:: Information
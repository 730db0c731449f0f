/*
 * Copyright (c) 2025 pgElephant. All rights reserved.
 *
 * FauxGate - MongoDB wire-compatible front end for DocumentDB on PostgreSQL
 *
 * @file backend.rs
 * @brief Backend executor seam and per-call cancellation context
 */

use crate::error::{FauxGateError, Result};
use async_trait::async_trait;
use bson::{doc, Bson, Document};
use std::future::Future;
use std::time::Duration;
use tokio::time::Instant;
use tokio_util::sync::CancellationToken;

/// Cancellation scope and deadline every backend call runs under.
#[derive(Debug, Clone)]
pub struct CallContext {
    pub cancel: CancellationToken,
    pub deadline: Option<Instant>,
}

impl CallContext {
    pub fn new(cancel: CancellationToken) -> Self {
        Self {
            cancel,
            deadline: None,
        }
    }

    /// A context nobody cancels; used by background sweeps and tests.
    pub fn detached() -> Self {
        Self::new(CancellationToken::new())
    }

    pub fn with_deadline(mut self, deadline: Option<Instant>) -> Self {
        self.deadline = deadline;
        self
    }

    pub fn with_timeout(self, timeout: Duration) -> Self {
        self.with_deadline(Some(Instant::now() + timeout))
    }

    pub fn is_expired(&self) -> bool {
        self.deadline.map_or(false, |d| Instant::now() >= d)
    }

    /// Drives `fut` until it completes, the scope is cancelled, or the
    /// deadline passes. The future is dropped in the latter two cases.
    pub async fn run<F, T>(&self, fut: F) -> Result<T>
    where
        F: Future<Output = Result<T>>,
    {
        let deadline = self.deadline;
        let expiry = async move {
            match deadline {
                Some(at) => tokio::time::sleep_until(at).await,
                None => std::future::pending::<()>().await,
            }
        };

        tokio::select! {
            biased;
            _ = self.cancel.cancelled() => {
                Err(FauxGateError::Interrupted("operation was interrupted".to_string()))
            }
            _ = expiry => Err(FauxGateError::time_limit_exceeded()),
            result = fut => result,
        }
    }
}

/// Executes one command document against a document store.
///
/// Cursor-producing commands answer with `cursor.{firstBatch|nextBatch}`,
/// `cursor.id` (the store's own cursor, 0 when done) and optionally an opaque
/// `cursor.continuation` document that must be echoed on the next `getMore`.
/// Error replies (`ok: 0`) are surfaced as `Err`.
#[async_trait]
pub trait BackendExecutor: Send + Sync {
    fn name(&self) -> &str;

    async fn execute(&self, ctx: &CallContext, database: &str, command: &Document)
        -> Result<Document>;
}

pub fn reply_ok(reply: &Document) -> bool {
    match reply.get("ok") {
        Some(Bson::Double(v)) => *v != 0.0,
        Some(Bson::Int32(v)) => *v != 0,
        Some(Bson::Int64(v)) => *v != 0,
        Some(Bson::Boolean(v)) => *v,
        _ => false,
    }
}

/// Turns an `ok: 0` reply into the backend's own error.
pub fn check_reply(reply: Document) -> Result<Document> {
    if reply_ok(&reply) {
        Ok(reply)
    } else {
        Err(FauxGateError::from_error_document(&reply))
    }
}

/// One page of a backend cursor.
#[derive(Debug, Clone, Default, PartialEq)]
pub struct CursorPage {
    pub documents: Vec<Document>,
    pub backend_cursor_id: i64,
    pub continuation: Option<Document>,
    pub namespace: Option<String>,
}

impl CursorPage {
    pub fn from_response(reply: Document) -> Result<Self> {
        let reply = check_reply(reply)?;
        let cursor = reply.get_document("cursor").map_err(|_| {
            FauxGateError::Internal("backend reply has no cursor document".to_string())
        })?;

        let batch = cursor
            .get_array("firstBatch")
            .or_else(|_| cursor.get_array("nextBatch"))
            .map_err(|_| FauxGateError::Internal("backend cursor has no batch".to_string()))?;

        let mut documents = Vec::with_capacity(batch.len());
        for item in batch {
            match item {
                Bson::Document(d) => documents.push(d.clone()),
                other => {
                    return Err(FauxGateError::Internal(format!(
                        "backend batch holds a non-document value {}",
                        other
                    )))
                }
            }
        }

        let backend_cursor_id = match cursor.get("id") {
            Some(Bson::Int64(v)) => *v,
            Some(Bson::Int32(v)) => i64::from(*v),
            _ => 0,
        };

        Ok(Self {
            documents,
            backend_cursor_id,
            continuation: cursor.get_document("continuation").ok().cloned(),
            namespace: cursor.get_str("ns").ok().map(str::to_string),
        })
    }

    pub fn has_more(&self) -> bool {
        self.backend_cursor_id != 0
    }
}

/// Where a registered cursor resumes on the backend.
#[derive(Debug, Clone, PartialEq)]
pub struct Continuation {
    pub backend_cursor_id: i64,
    pub collection: String,
    pub state: Option<Document>,
}

impl Continuation {
    pub fn get_more_command(&self, batch_size: u32) -> Document {
        let mut command = doc! {
            "getMore": self.backend_cursor_id,
            "collection": self.collection.clone(),
            "batchSize": i64::from(batch_size),
        };
        if let Some(state) = &self.state {
            command.insert("continuation", state.clone());
        }
        command
    }

    pub fn kill_command(&self) -> Document {
        doc! {
            "killCursors": self.collection.clone(),
            "cursors": [self.backend_cursor_id],
        }
    }
}
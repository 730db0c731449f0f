/*
 * Copyright (c) 2025 pgElephant. All rights reserved.
 *
 * FauxGate - MongoDB wire-compatible front end for DocumentDB on PostgreSQL
 *
 * @file lib.rs
 * @brief FauxGate library entry point
 */

pub mod backend;
pub mod commands;
pub mod config;
pub mod connection;
pub mod connection_pool;
pub mod cursor;
pub mod diff;
pub mod dispatcher;
pub mod error;
pub mod handlers;
pub mod listener;
pub mod logger;
pub mod params;
pub mod proxy;
pub mod server;
pub mod session;
pub mod shutdown;
pub mod ssl;
pub mod wire_protocol;

pub use backend::{BackendExecutor, CallContext, Continuation, CursorPage};
pub use commands::CommandRegistry;
pub use config::Config;
pub use connection::{ConnectionContext, ConnectionTracker, Transport};
pub use connection_pool::PostgresExecutor;
pub use cursor::{Batch, CursorId, CursorManager, Namespace};
pub use diff::{Comparator, DiffStatsSnapshot, MismatchReport};
pub use dispatcher::{Authorizer, Dispatcher, Request, Services};
pub use error::{FauxGateError, Result};
pub use logger::{init_tracing_logger, LogLevel};
pub use proxy::ProxyExecutor;
pub use server::FauxGateServer;
pub use session::{SessionId, SessionManager};
pub use shutdown::{ShutdownManager, ShutdownReason};
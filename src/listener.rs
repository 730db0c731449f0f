/*
 * Copyright (c) 2025 pgElephant. All rights reserved.
 *
 * FauxGate - MongoDB wire-compatible front end for DocumentDB on PostgreSQL
 *
 * @file listener.rs
 * @brief TCP, Unix socket and TLS accept loops with graceful drain
 */

use crate::config::ServerConfig;
use crate::connection::{serve_connection, Transport};
use crate::dispatcher::Dispatcher;
use crate::error::Result;
use std::io;
use std::net::SocketAddr;
use std::path::{Path, PathBuf};
use std::pin::Pin;
use std::sync::Arc;
use std::task::{Context, Poll};
use std::time::Duration;
use tokio::io::{AsyncRead, AsyncWrite, ReadBuf};
use tokio::net::{TcpListener, TcpStream, UnixListener, UnixStream};
use tokio::task::JoinSet;
use tokio_rustls::{TlsAcceptor, TlsStream};
use tokio_util::sync::CancellationToken;
use tracing::{error, info, warn};

const TLS_HANDSHAKE_TIMEOUT: Duration = Duration::from_secs(10);

/// A client stream accepted by a listener, or a stream towards the
/// reference server in diff mode.
pub enum AnyStream {
    Tcp(TcpStream),
    Unix(UnixStream),
    Tls(Box<TlsStream<TcpStream>>),
}

impl AsyncRead for AnyStream {
    fn poll_read(
        self: Pin<&mut Self>,
        cx: &mut Context<'_>,
        buf: &mut ReadBuf<'_>,
    ) -> Poll<io::Result<()>> {
        match self.get_mut() {
            AnyStream::Tcp(s) => Pin::new(s).poll_read(cx, buf),
            AnyStream::Unix(s) => Pin::new(s).poll_read(cx, buf),
            AnyStream::Tls(s) => Pin::new(s.as_mut()).poll_read(cx, buf),
        }
    }
}

impl AsyncWrite for AnyStream {
    fn poll_write(self: Pin<&mut Self>, cx: &mut Context<'_>, buf: &[u8]) -> Poll<io::Result<usize>> {
        match self.get_mut() {
            AnyStream::Tcp(s) => Pin::new(s).poll_write(cx, buf),
            AnyStream::Unix(s) => Pin::new(s).poll_write(cx, buf),
            AnyStream::Tls(s) => Pin::new(s.as_mut()).poll_write(cx, buf),
        }
    }

    fn poll_flush(self: Pin<&mut Self>, cx: &mut Context<'_>) -> Poll<io::Result<()>> {
        match self.get_mut() {
            AnyStream::Tcp(s) => Pin::new(s).poll_flush(cx),
            AnyStream::Unix(s) => Pin::new(s).poll_flush(cx),
            AnyStream::Tls(s) => Pin::new(s.as_mut()).poll_flush(cx),
        }
    }

    fn poll_shutdown(self: Pin<&mut Self>, cx: &mut Context<'_>) -> Poll<io::Result<()>> {
        match self.get_mut() {
            AnyStream::Tcp(s) => Pin::new(s).poll_shutdown(cx),
            AnyStream::Unix(s) => Pin::new(s).poll_shutdown(cx),
            AnyStream::Tls(s) => Pin::new(s.as_mut()).poll_shutdown(cx),
        }
    }
}

pub struct Listener {
    tcp: Option<TcpListener>,
    unix: Option<(UnixListener, PathBuf)>,
    tls: Option<(TcpListener, TlsAcceptor)>,
    dispatcher: Arc<Dispatcher>,
    drain_timeout: Duration,
}

impl Listener {
    /// Binds every configured transport. Port 0 picks a free port; read it
    /// back with `tcp_addr()` / `tls_addr()`.
    pub async fn bind(
        config: &ServerConfig,
        acceptor: Option<TlsAcceptor>,
        dispatcher: Arc<Dispatcher>,
    ) -> Result<Self> {
        let tcp = if config.tcp_addr.is_empty() {
            None
        } else {
            let listener = TcpListener::bind(&config.tcp_addr).await.map_err(|e| {
                error!(addr = %config.tcp_addr, error = %e, "failed to bind TCP listener");
                e
            })?;
            info!(addr = %listener.local_addr()?, "listening on TCP");
            Some(listener)
        };

        let unix = if config.unix_addr.is_empty() {
            None
        } else {
            let path = PathBuf::from(&config.unix_addr);
            match std::fs::remove_file(&path) {
                Ok(()) => warn!(path = %path.display(), "removed stale socket file"),
                Err(e) if e.kind() == io::ErrorKind::NotFound => {}
                Err(e) => return Err(e.into()),
            }
            let listener = UnixListener::bind(&path).map_err(|e| {
                error!(path = %path.display(), error = %e, "failed to bind Unix listener");
                e
            })?;
            info!(path = %path.display(), "listening on Unix socket");
            Some((listener, path))
        };

        let tls = match (config.tls_addr.is_empty(), acceptor) {
            (true, _) => None,
            (false, Some(acceptor)) => {
                let listener = TcpListener::bind(&config.tls_addr).await.map_err(|e| {
                    error!(addr = %config.tls_addr, error = %e, "failed to bind TLS listener");
                    e
                })?;
                info!(addr = %listener.local_addr()?, "listening on TLS");
                Some((listener, acceptor))
            }
            (false, None) => {
                return Err(crate::error::FauxGateError::Config(
                    "tls_addr is set but no TLS acceptor was provided".to_string(),
                ))
            }
        };

        Ok(Self {
            tcp,
            unix,
            tls,
            dispatcher,
            drain_timeout: Duration::from_millis(config.drain_timeout_ms),
        })
    }

    pub fn tcp_addr(&self) -> Option<SocketAddr> {
        self.tcp.as_ref().and_then(|l| l.local_addr().ok())
    }

    pub fn tls_addr(&self) -> Option<SocketAddr> {
        self.tls.as_ref().and_then(|(l, _)| l.local_addr().ok())
    }

    pub fn unix_addr(&self) -> Option<&Path> {
        self.unix.as_ref().map(|(_, path)| path.as_path())
    }

    /// Accepts until `shutdown` fires, then drains. Connections still open
    /// after the drain timeout have their scopes cancelled.
    pub async fn run(self, shutdown: CancellationToken) -> Result<()> {
        let Listener {
            tcp,
            unix,
            tls,
            dispatcher,
            drain_timeout,
        } = self;

        let force = CancellationToken::new();
        let mut client_tasks = JoinSet::new();

        loop {
            tokio::select! {
                biased;

                _ = shutdown.cancelled() => {
                    info!("shutdown requested, no longer accepting connections");
                    break;
                }

                res = accept_tcp(tcp.as_ref()) => match res {
                    Ok((socket, addr)) => {
                        let _ = socket.set_nodelay(true);
                        spawn_client(&mut client_tasks, &dispatcher, AnyStream::Tcp(socket),
                            addr.to_string(), Transport::Tcp, &shutdown, &force);
                    }
                    Err(e) => error!(error = %e, "failed to accept TCP connection"),
                },

                res = accept_unix(unix.as_ref().map(|(l, _)| l)) => match res {
                    Ok(socket) => {
                        spawn_client(&mut client_tasks, &dispatcher, AnyStream::Unix(socket),
                            "unix".to_string(), Transport::Unix, &shutdown, &force);
                    }
                    Err(e) => error!(error = %e, "failed to accept Unix connection"),
                },

                res = accept_tcp(tls.as_ref().map(|(l, _)| l)) => match res {
                    Ok((socket, addr)) => {
                        if let Some((_, acceptor)) = &tls {
                            let acceptor = acceptor.clone();
                            let dispatcher = Arc::clone(&dispatcher);
                            let shutdown = shutdown.clone();
                            let force = force.clone();
                            client_tasks.spawn(async move {
                                let handshake = tokio::time::timeout(TLS_HANDSHAKE_TIMEOUT, acceptor.accept(socket)).await;
                                match handshake {
                                    Ok(Ok(stream)) => {
                                        let stream = AnyStream::Tls(Box::new(stream.into()));
                                        match dispatcher.open_connection(addr.to_string(), Transport::Tls, &force) {
                                            Ok(connection) => {
                                                serve_connection(stream, Arc::clone(&dispatcher), connection, shutdown).await;
                                            }
                                            Err(e) => warn!(peer = %addr, error = %e, "rejecting connection"),
                                        }
                                    }
                                    Ok(Err(e)) => warn!(peer = %addr, error = %e, "TLS handshake failed"),
                                    Err(_) => warn!(peer = %addr, "TLS handshake timed out"),
                                }
                            });
                        }
                    }
                    Err(e) => error!(error = %e, "failed to accept TLS connection"),
                },

                Some(res) = client_tasks.join_next() => {
                    if let Err(e) = res {
                        if e.is_panic() {
                            error!("a connection worker panicked: {e:?}");
                        }
                    }
                }
            }
        }

        drop(tcp);
        drop(tls);
        let unix_path = unix.map(|(listener, path)| {
            drop(listener);
            path
        });

        let drained = tokio::time::timeout(drain_timeout, async {
            while client_tasks.join_next().await.is_some() {}
        })
        .await
        .is_ok();

        if !drained {
            warn!(
                remaining = client_tasks.len(),
                "drain timeout passed, cancelling in-flight requests"
            );
            force.cancel();
            while client_tasks.join_next().await.is_some() {}
        }
        force.cancel();

        if let Some(path) = unix_path {
            if let Err(e) = std::fs::remove_file(&path) {
                warn!(path = %path.display(), error = %e, "failed to remove socket file");
            }
        }

        info!("all client connections closed");
        Ok(())
    }
}

fn spawn_client(
    client_tasks: &mut JoinSet<()>,
    dispatcher: &Arc<Dispatcher>,
    stream: AnyStream,
    peer: String,
    transport: Transport,
    shutdown: &CancellationToken,
    force: &CancellationToken,
) {
    match dispatcher.open_connection(peer.clone(), transport, force) {
        Ok(connection) => {
            client_tasks.spawn(serve_connection(
                stream,
                Arc::clone(dispatcher),
                connection,
                shutdown.clone(),
            ));
        }
        Err(e) => warn!(peer = %peer, error = %e, "rejecting connection"),
    }
}

async fn accept_tcp(listener: Option<&TcpListener>) -> io::Result<(TcpStream, SocketAddr)> {
    match listener {
        Some(listener) => listener.accept().await,
        None => std::future::pending().await,
    }
}

async fn accept_unix(listener: Option<&UnixListener>) -> io::Result<UnixStream> {
    match listener {
        Some(listener) => listener.accept().await.map(|(stream, _)| stream),
        None => std::future::pending().await,
    }
}
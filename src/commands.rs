/*
 * Copyright (c) 2025 pgElephant. All rights reserved.
 *
 * FauxGate - MongoDB wire-compatible front end for DocumentDB on PostgreSQL
 *
 * @file commands.rs
 * @brief Command registry: name to handler, built once at startup
 */

use crate::backend::CallContext;
use crate::connection::ConnectionContext;
use crate::dispatcher::{Request, Services};
use crate::error::Result;
use crate::handlers;
use bson::Document;
use futures::future::BoxFuture;
use std::collections::HashMap;

/// Everything a handler may touch for one request.
pub struct CommandContext<'a> {
    pub services: &'a Services,
    pub connection: &'a ConnectionContext,
    pub request: &'a Request,
    pub call: CallContext,
}

pub type HandlerFuture<'a> = BoxFuture<'a, Result<Document>>;
pub type CommandHandler = for<'a> fn(&'a CommandContext<'a>) -> HandlerFuture<'a>;

#[derive(Clone, Copy)]
pub struct Command {
    pub name: &'static str,
    pub handler: CommandHandler,
    /// Safe to run twice; only these are retried on transient backend errors.
    pub read_only: bool,
    pub requires_auth: bool,
}

impl std::fmt::Debug for Command {
    fn fmt(&self, f: &mut std::fmt::Formatter<'_>) -> std::fmt::Result {
        f.debug_struct("Command")
            .field("name", &self.name)
            .field("read_only", &self.read_only)
            .field("requires_auth", &self.requires_auth)
            .finish()
    }
}

#[derive(Debug)]
pub struct CommandRegistry {
    commands: HashMap<String, Command>,
}

impl Default for CommandRegistry {
    fn default() -> Self {
        Self::new()
    }
}

impl CommandRegistry {
    pub fn new() -> Self {
        let mut registry = Self {
            commands: HashMap::new(),
        };

        registry.register_all_commands();
        registry
    }

    fn register_all_commands(&mut self) {
        // Handshake and diagnostics
        self.register_command("hello", handlers::hello, true, false);
        self.register_command("isMaster", handlers::hello, true, false);
        self.register_command("ismaster", handlers::hello, true, false);
        self.register_command("ping", handlers::ping, true, false);
        self.register_command("buildInfo", handlers::build_info, true, false);
        self.register_command("buildinfo", handlers::build_info, true, false);
        self.register_command("currentOp", handlers::current_op, true, true);

        // Cursor-producing and cursor commands
        self.register_command("find", handlers::find, true, true);
        self.register_command("aggregate", handlers::aggregate, false, true);
        self.register_command("listCollections", handlers::list_collections, true, true);
        self.register_command("getMore", handlers::get_more, false, true);
        self.register_command("killCursors", handlers::kill_cursors, false, true);

        // Sessions
        self.register_command("endSessions", handlers::end_sessions, false, false);
        self.register_command("refreshSessions", handlers::refresh_sessions, false, false);
        self.register_command("killSessions", handlers::kill_sessions, false, true);

        // Forwarded unchanged to the backend
        self.register_command("count", handlers::passthrough, true, true);
        self.register_command("listDatabases", handlers::passthrough, true, true);
        self.register_command("insert", handlers::passthrough, false, true);
        self.register_command("update", handlers::passthrough, false, true);
        self.register_command("delete", handlers::passthrough, false, true);
        self.register_command("create", handlers::passthrough, false, true);
        self.register_command("drop", handlers::passthrough, false, true);
        self.register_command("dropDatabase", handlers::passthrough, false, true);
    }

    fn register_command(
        &mut self,
        name: &'static str,
        handler: CommandHandler,
        read_only: bool,
        requires_auth: bool,
    ) {
        self.commands.insert(
            name.to_string(),
            Command {
                name,
                handler,
                read_only,
                requires_auth,
            },
        );
    }

    pub fn get(&self, name: &str) -> Option<&Command> {
        self.commands.get(name)
    }

    pub fn contains(&self, name: &str) -> bool {
        self.commands.contains_key(name)
    }

    pub fn command_names(&self) -> Vec<&str> {
        let mut names: Vec<&str> = self.commands.keys().map(String::as_str).collect();
        names.sort_unstable();
        names
    }

    pub fn len(&self) -> usize {
        self.commands.len()
    }

    pub fn is_empty(&self) -> bool {
        self.commands.is_empty()
    }
}

#[cfg(test)]
mod tests {
    use super::*;

    #[test]
    fn test_registry_contents() {
        let registry = CommandRegistry::new();
        for name in ["hello", "isMaster", "ismaster", "find", "getMore", "killCursors", "currentOp"] {
            assert!(registry.contains(name), "{} missing", name);
        }
        assert!(!registry.contains("mapReduce"));

        assert!(registry.get("find").unwrap().read_only);
        assert!(!registry.get("insert").unwrap().read_only);
        assert!(!registry.get("hello").unwrap().requires_auth);
    }
}
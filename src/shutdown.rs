/*
 * Copyright (c) 2025 pgElephant. All rights reserved.
 *
 * FauxGate - MongoDB wire-compatible front end for DocumentDB on PostgreSQL
 *
 * @file shutdown.rs
 * @brief Graceful shutdown and signal handling
 */

use parking_lot::Mutex;
use std::sync::Arc;
use std::time::Instant;
use tokio_util::sync::CancellationToken;
use tracing::{debug, error, info};

#[derive(Debug, Clone, PartialEq, Eq)]
pub enum ShutdownReason {
    Signal(i32),
    Request,
    Error(String),
}

impl ShutdownReason {
    pub fn as_str(&self) -> &'static str {
        match self {
            Self::Signal(_) => "signal",
            Self::Request => "request",
            Self::Error(_) => "error",
        }
    }
}

#[derive(Debug, Default)]
struct ShutdownState {
    reason: Option<ShutdownReason>,
    started: Option<Instant>,
}

/// Owns the root cancellation token of the process. Every accept loop,
/// sweeper and connection scope derives from `token()`.
#[derive(Debug, Clone)]
pub struct ShutdownManager {
    token: CancellationToken,
    state: Arc<Mutex<ShutdownState>>,
}

impl Default for ShutdownManager {
    fn default() -> Self {
        Self::new()
    }
}

impl ShutdownManager {
    pub fn new() -> Self {
        Self {
            token: CancellationToken::new(),
            state: Arc::new(Mutex::new(ShutdownState::default())),
        }
    }

    pub fn token(&self) -> CancellationToken {
        self.token.clone()
    }

    /// Installs SIGTERM and SIGINT handlers that trigger the shutdown.
    pub fn start_signal_handling(&self) {
        let manager = self.clone();
        tokio::spawn(async move {
            #[cfg(unix)]
            {
                use tokio::signal::unix::{signal, SignalKind};
                let mut sigterm = match signal(SignalKind::terminate()) {
                    Ok(signal) => signal,
                    Err(e) => {
                        error!("Failed to register SIGTERM handler: {}", e);
                        return;
                    }
                };
                tokio::select! {
                    _ = sigterm.recv() => {
                        info!("Received SIGTERM, initiating graceful shutdown");
                        manager.initiate_shutdown(ShutdownReason::Signal(15));
                    }
                    res = tokio::signal::ctrl_c() => match res {
                        Ok(()) => {
                            info!("Received SIGINT, initiating graceful shutdown");
                            manager.initiate_shutdown(ShutdownReason::Signal(2));
                        }
                        Err(e) => error!("Failed to wait for SIGINT: {}", e),
                    },
                    _ = manager.token.cancelled() => {}
                }
            }
            #[cfg(not(unix))]
            {
                tokio::select! {
                    res = tokio::signal::ctrl_c() => match res {
                        Ok(()) => manager.initiate_shutdown(ShutdownReason::Signal(2)),
                        Err(e) => error!("Failed to wait for SIGINT: {}", e),
                    },
                    _ = manager.token.cancelled() => {}
                }
            }
        });
    }

    pub fn is_shutting_down(&self) -> bool {
        self.token.is_cancelled()
    }

    pub fn shutdown_reason(&self) -> Option<ShutdownReason> {
        self.state.lock().reason.clone()
    }

    pub fn elapsed(&self) -> Option<std::time::Duration> {
        self.state.lock().started.map(|started| started.elapsed())
    }

    /// Records the first reason and cancels the root token. Later calls are
    /// ignored.
    pub fn initiate_shutdown(&self, reason: ShutdownReason) {
        {
            let mut state = self.state.lock();
            if state.reason.is_some() {
                debug!("Shutdown already in progress");
                return;
            }
            state.reason = Some(reason.clone());
            state.started = Some(Instant::now());
        }

        info!(reason = reason.as_str(), "Initiating graceful shutdown: {:?}", reason);
        self.token.cancel();
    }

    pub async fn wait_for_shutdown(&self) -> ShutdownReason {
        self.token.cancelled().await;
        self.shutdown_reason().unwrap_or(ShutdownReason::Request)
    }
}

#[cfg(test)]
mod tests {
    use super::*;

    #[tokio::test]
    async fn test_shutdown_manager() {
        let manager = ShutdownManager::new();

        assert!(!manager.is_shutting_down());
        assert!(manager.shutdown_reason().is_none());

        manager.initiate_shutdown(ShutdownReason::Request);

        assert!(manager.is_shutting_down());
        assert_eq!(manager.shutdown_reason(), Some(ShutdownReason::Request));
    }

    #[tokio::test]
    async fn test_first_reason_wins() {
        let manager = ShutdownManager::new();
        let token = manager.token();

        manager.initiate_shutdown(ShutdownReason::Signal(15));
        manager.initiate_shutdown(ShutdownReason::Error("late".to_string()));

        token.cancelled().await;
        assert_eq!(manager.wait_for_shutdown().await, ShutdownReason::Signal(15));
    }
}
::::
_What to produce_
Write out, from the lines above, only those from the line with "pub fn kill_command(&self)" to the line with "pub mod listener;", exactly as given, including the first and the last.

_Solution to the exercise_
    pub fn kill_command(&self) -> Document {
        doc! {
            "killCursors": self.collection.clone(),
            "cursors": [self.backend_cursor_id],
        }
    }
}
repository 730db0c731449f0f
/*
 * Copyright (c) 2025 pgElephant. All rights reserved.
 *
 * FauxGate - MongoDB wire-compatible front end for DocumentDB on PostgreSQL
 *
 * @file lib.rs
 * @brief FauxGate library entry point
 */

pub mod backend;
pub mod commands;
pub mod config;
pub mod connection;
pub mod connection_pool;
pub mod cursor;
pub mod diff;
pub mod dispatcher;
pub mod error;
pub mod handlers;
pub mod listener;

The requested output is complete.